If you have been reading Tyler Green’s Modern Art Notes and are wondering if he has ever said anything good about the head art critic at the New York Times Michael Kimmelman, indeed he has. It takes a bit of archive digging mind you, but in an effort to provide a little MAN balance I have listed a few of the positive ones below. If you don’t give a shit about this, feel free to scroll down past these links. They have been provided for the purposes of background, but it’s not necessarily required reading.

NYT chief critic Michael Kimmelman is usually one of the clearest, most direct critics around. Sometimes this manifests itself in hyper-gushy reviews. Sometimes, as on Sunday, it results in a fine essay. AFC agrees.

MAN on Kimmelman coverage of the Venice Biennale: Meanwhile, NYTer Michael Kimmelman and LATer Christopher Knight (he has strippers!) and even WPer Blake Gopnik took the more traditional approach, finding actual art and ideas between the parties and dealmaking that preoccupied everyone else.

Michael Kimmelman hits a home run today on GuggEnron

Michael Kimmelman’s review of the Chuck Close prints show at the Met was a delight.

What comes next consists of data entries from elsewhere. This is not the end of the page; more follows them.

//! Check evaluators.
//!
//! Pure functions from what was observed about an element to a
//! [`CheckResult`]. The engine gathers the observations through the
//! interaction layer; nothing here touches a driver.

use crate::classifier::{type_mismatch, ElementKind, NameHint};
use crate::driver::ElementSnapshot;
use crate::probe::{ProbeError, ProbeResponse};
use crate::verdict::CheckResult;
use url::Url;

/// Check names, in the order elements run them
pub mod names {
    /// Element is rendered
    pub const VISIBILITY: &str = "Visibility Test";
    /// Element has a usable label
    pub const LABEL: &str = "Label Test";
    /// Element accepts interaction
    pub const INTERACTIVITY: &str = "Interactivity Test";
    /// Click succeeded
    pub const CLICK: &str = "Click Test";
    /// Link has an href
    pub const HREF: &str = "Href Test";
    /// Link URL uses http(s)
    pub const URL_FORMAT: &str = "URL Format Test";
    /// In-page anchor resolves
    pub const ANCHOR: &str = "Anchor Test";
    /// Destination answers with 2xx
    pub const BROKEN_LINK: &str = "Broken-Link Test";
    /// Destination returns content
    pub const RESPONSIVE: &str = "Responsive Test";
    /// Field has a name
    pub const NAME: &str = "Name Test";
    /// Field naming matches its type
    pub const TYPE_MATCH: &str = "Type Match Test";
    /// Checkbox or radio ends checked
    pub const TOGGLE: &str = "Toggle Test";
    /// Select has options at all
    pub const OPTIONS: &str = "Options Test";
    /// Form has exactly one submit control and submits
    pub const SUBMISSION: &str = "Form Submission Test";
    /// Page feedback after submission
    pub const FEEDBACK: &str = "Submission Feedback";
}

const NO_HREF_TO_TEST: &str = "No href to test";

/// Where a link's `href` points
#[derive(Debug, Clone, PartialEq, Eq)]
pub enum LinkTarget {
    /// No `href` attribute
    Missing,
    /// `href=""`
    Empty,
    /// `href="#"`
    Placeholder,
    /// `href="#fragment"`
    Anchor(String),
    /// `javascript:` URL
    Script,
    /// `mailto:` or `tel:` URL
    Contact(String),
    /// Absolute http(s) URL after resolution
    Web(Url),
    /// Absolute URL with another scheme
    OtherScheme(String),
    /// Relative URL without a usable base
    Unresolved(String),
}

impl LinkTarget {
    /// Interpret `href` relative to the document URL `base`
    #[must_use]
    pub fn parse(href: Option<&str>, base: &str) -> Self {
        let Some(raw) = href else {
            return Self::Missing;
        };
        let href = raw.trim();
        if href.is_empty() {
            return Self::Empty;
        }
        if href == "#" {
            return Self::Placeholder;
        }
        if let Some(fragment) = href.strip_prefix('#') {
            return Self::Anchor(fragment.to_string());
        }
        let lower = href.to_ascii_lowercase();
        if lower.starts_with("javascript:") {
            return Self::Script;
        }
        for scheme in ["mailto", "tel"] {
            if lower.starts_with(&format!("{scheme}:")) {
                return Self::Contact(scheme.to_string());
            }
        }
        let resolved = Url::parse(href).or_else(|_| Url::parse(base).and_then(|b| b.join(href)));
        match resolved {
            Ok(url) if matches!(url.scheme(), "http" | "https") => Self::Web(url),
            Ok(url) => Self::OtherScheme(url.to_string()),
            Err(_) => Self::Unresolved(href.to_string()),
        }
    }

    /// No usable href
    #[must_use]
    pub const fn is_missing(&self) -> bool {
        matches!(self, Self::Missing | Self::Empty)
    }

    /// Resolved http(s) URL
    #[must_use]
    pub const fn web_url(&self) -> Option<&Url> {
        match self {
            Self::Web(url) => Some(url),
            _ => None,
        }
    }

    /// Whether clicking is expected to leave the document
    #[must_use]
    pub const fn navigates(&self) -> bool {
        matches!(self, Self::Web(_) | Self::OtherScheme(_) | Self::Unresolved(_))
    }
}

/// Visibility Test
#[must_use]
pub fn visibility(visible: bool, snapshot: &ElementSnapshot) -> CheckResult {
    if visible {
        CheckResult::passed("Element is visible")
    } else if snapshot.tag == "input" && snapshot.input_type().as_deref() == Some("hidden") {
        CheckResult::skipped("Hidden input is not meant to be rendered")
    } else {
        CheckResult::failed("Element is not visible")
    }
}

/// Label Test
#[must_use]
pub fn label(snapshot: &ElementSnapshot, kind: ElementKind) -> CheckResult {
    match snapshot.display_text() {
        Some(text) => CheckResult::passed(format!("Label: '{text}'")),
        None => CheckResult::failed(format!("The {} has no visible text, title or value", kind)),
    }
}

/// Interactivity Test for buttons and fields
#[must_use]
pub fn interactivity(enabled: bool) -> CheckResult {
    CheckResult::expect(enabled, "Element is enabled", "Element is disabled")
}

/// Interactivity Test for links
#[must_use]
pub fn link_interactivity(target: &LinkTarget, visible: bool, enabled: bool) -> CheckResult {
    if target.is_missing() {
        return CheckResult::failed(NO_HREF_TO_TEST);
    }
    match (visible, enabled) {
        (true, true) => CheckResult::passed("Link is visible and enabled"),
        (false, _) => CheckResult::failed("Link is not visible"),
        (true, false) => CheckResult::failed("Link is disabled"),
    }
}

/// Href Test
#[must_use]
pub fn href(target: &LinkTarget, raw: Option<&str>) -> CheckResult {
    match target {
        LinkTarget::Missing => CheckResult::failed("No href attribute"),
        LinkTarget::Empty => CheckResult::failed("Empty href attribute"),
        _ => CheckResult::passed(format!("href=\"{}\"", raw.unwrap_or_default().trim())),
    }
}

/// URL Format Test
#[must_use]
pub fn url_format(target: &LinkTarget) -> CheckResult {
    match target {
        LinkTarget::Missing | LinkTarget::Empty => CheckResult::skipped(NO_HREF_TO_TEST),
        LinkTarget::Placeholder | LinkTarget::Anchor(_) => {
            CheckResult::skipped("In-page anchor, see Anchor Test")
        }
        LinkTarget::Script => CheckResult::skipped("javascript: link, see Broken-Link Test"),
        LinkTarget::Contact(scheme) => CheckResult::skipped(format!("{scheme}: links are exempt")),
        LinkTarget::Web(url) => CheckResult::passed(format!("{} URL", url.scheme())),
        LinkTarget::OtherScheme(url) => CheckResult::failed(format!(
            "URL does not start with 'http' or 'https': {url}"
        )),
        LinkTarget::Unresolved(href) => CheckResult::failed(format!(
            "URL does not start with 'http' or 'https': {href}"
        )),
    }
}

/// Anchor Test; `target_found` is consulted for `#fragment` links only
#[must_use]
pub fn anchor(target: &LinkTarget, target_found: Option<bool>) -> CheckResult {
    match target {
        LinkTarget::Missing | LinkTarget::Empty => CheckResult::failed(NO_HREF_TO_TEST),
        LinkTarget::Placeholder => {
            CheckResult::failed("Placeholder href \"#\" does not point to any section")
        }
        LinkTarget::Anchor(fragment) => match target_found {
            Some(true) => CheckResult::passed(format!("Target #{fragment} found")),
            Some(false) => {
                CheckResult::failed(format!("No element with id or name \"{fragment}\""))
            }
            None => CheckResult::skipped("Anchor target could not be inspected"),
        },
        _ => CheckResult::skipped("Not an in-page anchor"),
    }
}

/// Outcome of a destination probe, or why none was made
#[derive(Debug, Clone, PartialEq, Eq)]
pub enum Destination {
    /// Probing disabled or unavailable
    NotProbed,
    /// Probe answered
    Answered(ProbeResponse),
    /// Probe failed
    Unreachable(ProbeError),
}

/// Broken-Link Test
#[must_use]
pub fn broken_link(target: &LinkTarget, destination: &Destination) -> CheckResult {
    match target {
        LinkTarget::Missing | LinkTarget::Empty => CheckResult::failed(NO_HREF_TO_TEST),
        LinkTarget::Placeholder | LinkTarget::Anchor(_) => {
            CheckResult::skipped("In-page anchor, see Anchor Test")
        }
        LinkTarget::Script => {
            CheckResult::failed("Non-navigational link: javascript: URL has no destination")
        }
        LinkTarget::Contact(scheme) => CheckResult::skipped(format!("{scheme}: links are exempt")),
        LinkTarget::OtherScheme(url) => {
            CheckResult::failed(format!("Invalid URL format: unsupported scheme in {url}"))
        }
        LinkTarget::Unresolved(href) => CheckResult::failed(format!(
            "Invalid URL format: cannot resolve \"{href}\" without a base URL"
        )),
        LinkTarget::Web(_) => match destination {
            Destination::NotProbed => CheckResult::skipped("Network checks disabled"),
            Destination::Answered(response) => CheckResult::expect(
                response.is_success(),
                format!("Status Code: {}", response.status),
                format!("Status Code: {}", response.status),
            ),
            Destination::Unreachable(err) => CheckResult::failed(err.to_string()),
        },
    }
}

/// Responsive Test
#[must_use]
pub fn responsive(target: &LinkTarget, destination: &Destination) -> CheckResult {
    if target.is_missing() {
        return CheckResult::skipped(NO_HREF_TO_TEST);
    }
    if target.web_url().is_none() {
        return CheckResult::skipped("Not an HTTP destination");
    }
    match destination {
        Destination::NotProbed => CheckResult::skipped("Network checks disabled"),
        Destination::Answered(response) if response.is_success() => CheckResult::expect(
            response.body_len > 0,
            format!("Responded with {} bytes", response.body_len),
            "Destination returned an empty body",
        ),
        _ => CheckResult::skipped("Destination unavailable, see Broken-Link Test"),
    }
}

/// Name Test
#[must_use]
pub fn name_present(snapshot: &ElementSnapshot) -> CheckResult {
    match snapshot.attr("name").map(str::trim) {
        Some(name) if !name.is_empty() => CheckResult::passed(format!("name=\"{name}\"")),
        _ => CheckResult::failed("Field has no name attribute and will not be submitted"),
    }
}

/// Type Match Test
#[must_use]
pub fn type_match(snapshot: &ElementSnapshot) -> CheckResult {
    if NameHint::detect(snapshot).is_none() {
        return CheckResult::skipped("No naming convention applies");
    }
    match type_mismatch(snapshot) {
        Some(reason) => CheckResult::failed(reason),
        None => CheckResult::passed("Declared name matches input type"),
    }
}

/// Form Submission Test precondition on the number of submit controls
#[must_use]
pub fn submit_control_count(count: usize) -> Option<CheckResult> {
    match count {
        0 => Some(CheckResult::failed("No Submit Button")),
        1 => None,
        n => Some(CheckResult::failed(format!(
            "Multiple submit controls ({n}); expected exactly one"
        ))),
    }
}

/// Submission Feedback from `.error` and `.success` texts
#[must_use]
pub fn feedback(errors: &[String], successes: &[String]) -> CheckResult {
    let errors: Vec<&str> = errors
        .iter()
        .map(|e| e.trim())
        .filter(|e| !e.is_empty())
        .collect();
    if !errors.is_empty() {
        return CheckResult::failed(format!("Error message shown: {}", errors.join("; ")));
    }
    match successes.iter().map(|s| s.trim()).find(|s| !s.is_empty()) {
        Some(text) => CheckResult::passed(format!("Success message shown: {text}")),
        None if !successes.is_empty() => CheckResult::passed("Success indicator shown"),
        None => CheckResult::skipped("No clear success or error message found"),
    }
}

Kimmelman does a wonderful job of explaining why art and culture matters and how it has the power to uplift during times of turmoil

In response to MAN’s ongoing Kimmelman critique, I would like to add that while the guy has proven himself to be a provincial ass as of late (and when I say as of late, I mean for the past several years), he does have some value as a critic. However, situating his importance is much more complicated than it would appear. The most significant contribution he has made as a critic arrived in the 1999 essay “The Importance of Matthew Barney” first appearing in the New York Times Magazine. In this essay Kimmelman says two things that the art world has not forgotten. One, after teasing apart several Cremaster movies that have no linear narrative, but are rich in personal metaphor he concludes “Ultimately, the cabala is less complicated than Barney’s cosmology.” Now, I am willing to bet that most people who read that essay, did the same thing I did when I saw that statement, and breathed a sigh of relief. Finally you could admit you only kind of got the movies, but saw enough metaphor to come to some sort of conclusion about it. This statement in conjunction with Kimmelman’s assertion that Barney is the most important artist of his generation has had some very profound effects on art making and criticism over the last seven years, and not all of them are good. Essentially this review gives a green light to art that can’t be critiqued because it’s too personal for anyone to be able to fully understand, and that’s a problem. Don’t get me wrong, I love Kimmelman for having made Matthew Barney’s work somewhat accessible, but I will never forgive him for the endless Barney inspired “complex cosmology artists” that now litter the contemporary art world, and paralized critics who have nothing but praise for the shit.

In other news, AFC will be covering the ADAA fair.